Позже я спросил Василия Васильевича Казина об этих строчках Маяковского:

А вокруг скачут критики в мыле и пене: — Здорово пишут писатели, братцы! — Гений Казин, Санников — гений… Все замечательно! Рады стараться!

— Я ответил Маяковскому эпиграммой, — сказал Казин и прочел ее. Попросив его повторить, чтобы запомнить (мы ехали в троллейбусе), я потом записал:

Он всем кричит на всех углах: — Я гений, а другие прах. Но Муза — женщина в летах, Не проведешь, и мнит иначе: — Ну, много ль этот парень значит, Когда лишь «Облако в штанах» Давненько у него маячит?

Сохранились книжки Маяковского 20-х годов, но все без автографов. Единственный автограф Маяковского в архиве — это записка:

«В редакцию журнала

Красная Новь

Не откажите в любезности опубликовать следующее:

изумлен развязным тоном малограмотных людей пишущих в „Красной Нови“ под псевдонимом „Тальников“.

Дальнейшее мое сотрудничество считаю лишним.

Владимир Маяковский 16/VIII-28 г.».

Текст этой записки был опубликован впервые в 12-томном Полном собрании сочинений Владимира Маяковского (М., т. 9, 1941) в связи со стихотворением «Галопщик по писателям», высмеивающим Д. Тальникова. В комментарии В. Катанян замечает: «Стихотворение написано в ответ на развязную статью критика Д. Тальникова об американских стихах и очерках Маяковского».

В архиве Санникова хранится записка А. Платонова, относящаяся к тому времени, когда Санников был одним из редакторов журнала «Кузница»:

«Уважаемые товарищи, Посылаю вам два стих<отворения > и прошу их напечатать в „Кузнице“.

Вышлите пожалуйста мне № 7 Кузницы для товарищей по Воронежской организации.

14/V 1921

Андрей Платонов

Адрес: г. Воронеж, Кольцовская ул., д. № 2. А. Платонову (Климентову)».

На записке сверху — рукой Николая Ляшко:

«Сообщить, что статья „Пролетарская поэзия“ идет в 9 № „Кузницы“ и выслать 7 № „Кузницы“. Просить присылать материал.

2/Х Н. Ляшко».

В номере седьмом опубликован рассказ Платонова «Маркун», а в номере девятом — статья «Пролетарская поэзия».

Стихов Платонова в «Кузнице» не было, что, впрочем, и не удивительно: на девятом номере выход этого журнала прекратился. В тех же номерах «Кузницы» опубликованы поэмы Санникова «О собаке» и «Дни».

Поэму «Дни» прочел А. В. Луначарский. В архиве есть написанный его рукой отзыв (август 1921 г.):

«Это талантливо, но т. к. это печально, то при талантливости является рассадником уныния и граждански не по моменту».

Несмотря на такую оценку поэмы, она неоднократно издавалась в 20-е годы.

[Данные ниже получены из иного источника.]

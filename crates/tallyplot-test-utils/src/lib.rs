//! Test utilities for Tallyplot.
//!
//! This crate provides testing infrastructure shared by the Tallyplot
//! crates' integration tests and benchmarks.
//!
//! # Overview
//!
//! - [`assert_approx_eq!`] - float comparison with a tolerance
//! - [`fixtures`] - canned records and series used across tests
//! - [`RecordingWidthSource`] - a container-width provider that can be
//!   resized from a test and counts how often it was measured
//!
//! # Example
//!
//! ```rust
//! use tallyplot_geometry::chart::{LineChart, SplineConfig};
//! use tallyplot_test_utils::{RecordingWidthSource, fixtures};
//!
//! let width = RecordingWidthSource::new(300.0);
//! let mut chart = LineChart::new(fixtures::monthly_series(), SplineConfig::new(0.0, 220.0));
//!
//! assert!(chart.refresh(&width));
//! width.resize(320.0);
//! assert!(chart.refresh(&width));
//! assert_eq!(width.measure_count(), 2);
//! ```

pub mod approx;
pub mod fixtures;
mod width;

pub use width::*;

/// Install a test-writer tracing subscriber. Safe to call from every test.
pub fn init_logging() {
    tallyplot_core::logging::init_for_tests();
}
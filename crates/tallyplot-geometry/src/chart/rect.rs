//! Rectangles and padding insets for plot layout.

use glam::Vec2;

/// Axis-aligned rectangle in pixel space.
#[derive(Debug, Clone, Copy, PartialEq, Default)]
pub struct Rect {
    /// X position (left)
    pub x: f32,
    /// Y position (top)
    pub y: f32,
    /// Width
    pub width: f32,
    /// Height
    pub height: f32,
}

impl Rect {
    /// Create a new rect.
    pub fn new(x: f32, y: f32, width: f32, height: f32) -> Self {
        Self {
            x,
            y,
            width,
            height,
        }
    }

    /// Rect at the origin with the given size.
    pub fn from_size(width: f32, height: f32) -> Self {
        Self::new(0.0, 0.0, width, height)
    }

    /// Get the position as a Vec2.
    pub fn position(&self) -> Vec2 {
        Vec2::new(self.x, self.y)
    }

    /// Get the size as a Vec2.
    pub fn size(&self) -> Vec2 {
        Vec2::new(self.width, self.height)
    }

    /// Get the center point.
    pub fn center(&self) -> Vec2 {
        Vec2::new(self.x + self.width * 0.5, self.y + self.height * 0.5)
    }

    /// Shrink the rect by per-side insets. Size never goes negative.
    pub fn inset_by(&self, insets: Insets) -> Self {
        Self {
            x: self.x + insets.left,
            y: self.y + insets.top,
            width: (self.width - insets.horizontal()).max(0.0),
            height: (self.height - insets.vertical()).max(0.0),
        }
    }

    /// Check if a point is inside the rect.
    pub fn contains(&self, point: Vec2) -> bool {
        point.x >= self.x
            && point.x <= self.x + self.width
            && point.y >= self.y
            && point.y <= self.y + self.height
    }

    /// Get the right edge.
    pub fn right(&self) -> f32 {
        self.x + self.width
    }

    /// Get the bottom edge.
    pub fn bottom(&self) -> f32 {
        self.y + self.height
    }

    /// Replace non-finite coordinates with `0` and non-finite or negative
    /// sizes with an empty extent.
    pub fn sanitized(&self) -> Self {
        let coord = |v: f32| if v.is_finite() { v } else { 0.0 };
        let extent = |v: f32| if v.is_finite() { v.max(0.0) } else { 0.0 };
        Self {
            x: coord(self.x),
            y: coord(self.y),
            width: extent(self.width),
            height: extent(self.height),
        }
    }
}

/// Padding reserved around a plot area.
#[derive(Debug, Clone, Copy, PartialEq)]
#[cfg_attr(feature = "serde", derive(serde::Serialize, serde::Deserialize))]
#[cfg_attr(feature = "serde", serde(default))]
pub struct Insets {
    pub top: f32,
    pub right: f32,
    pub bottom: f32,
    pub left: f32,
}

impl Insets {
    /// Create insets from per-side values.
    pub const fn new(top: f32, right: f32, bottom: f32, left: f32) -> Self {
        Self {
            top,
            right,
            bottom,
            left,
        }
    }

    /// Same inset on every side.
    pub const fn uniform(value: f32) -> Self {
        Self::new(value, value, value, value)
    }

    /// Left plus right.
    pub fn horizontal(&self) -> f32 {
        self.left + self.right
    }

    /// Top plus bottom.
    pub fn vertical(&self) -> f32 {
        self.top + self.bottom
    }
}

impl Default for Insets {
    /// Room for y tick labels on the left and x labels underneath.
    fn default() -> Self {
        Self::new(20.0, 20.0, 35.0, 45.0)
    }
}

Вот вступление к поэме «Дни»:

Мы, на каторге дней каторжане, Под кандальные звоны знамен Тачки хребтами тянем На грани иных времен. Лишь у синего края ночи Свалим день, а наутро опять Нагруженными тачками грохочем, Тянем новую кладь. И от горечи, и от боли, Оттого, что хватка туга, Чернея цветут мозоли И на сердце, и на руках. Но идем, и поем в тумане, И видим сиянье времен, Мы на каторге дней каторжане Под кандальные звоны знамен.

Есть в архиве Санникова еще одна записка А. Платонова. Она не датирована, но, судя по аналогичным запискам других авторов, относится к началу 1934 года:

«ТЕМА.

Я хочу написать повесть о лучших людях Туркмении, расходующих свою жизнь на превращение пустынной родины, где некогда лишь убогие босые ноги ходили по нищему праху отцов, — в коммунистическое общество, снаряженное мировой техникой.

Андр. Платонов».

Санников в составе первой ударной (так ее называли) писательской бригады с Всеволодом Ивановым, Леонидом Леоновым, Владимиром Луговским, Петром Павленко, Николаем Тихоновым ездил в Туркменистан весной 1930 года. Их произведения составили альманах «Туркменистан весной» (М.-Л., 1932). Санников напечатал там поэму о хлопке «В гостях у египтян».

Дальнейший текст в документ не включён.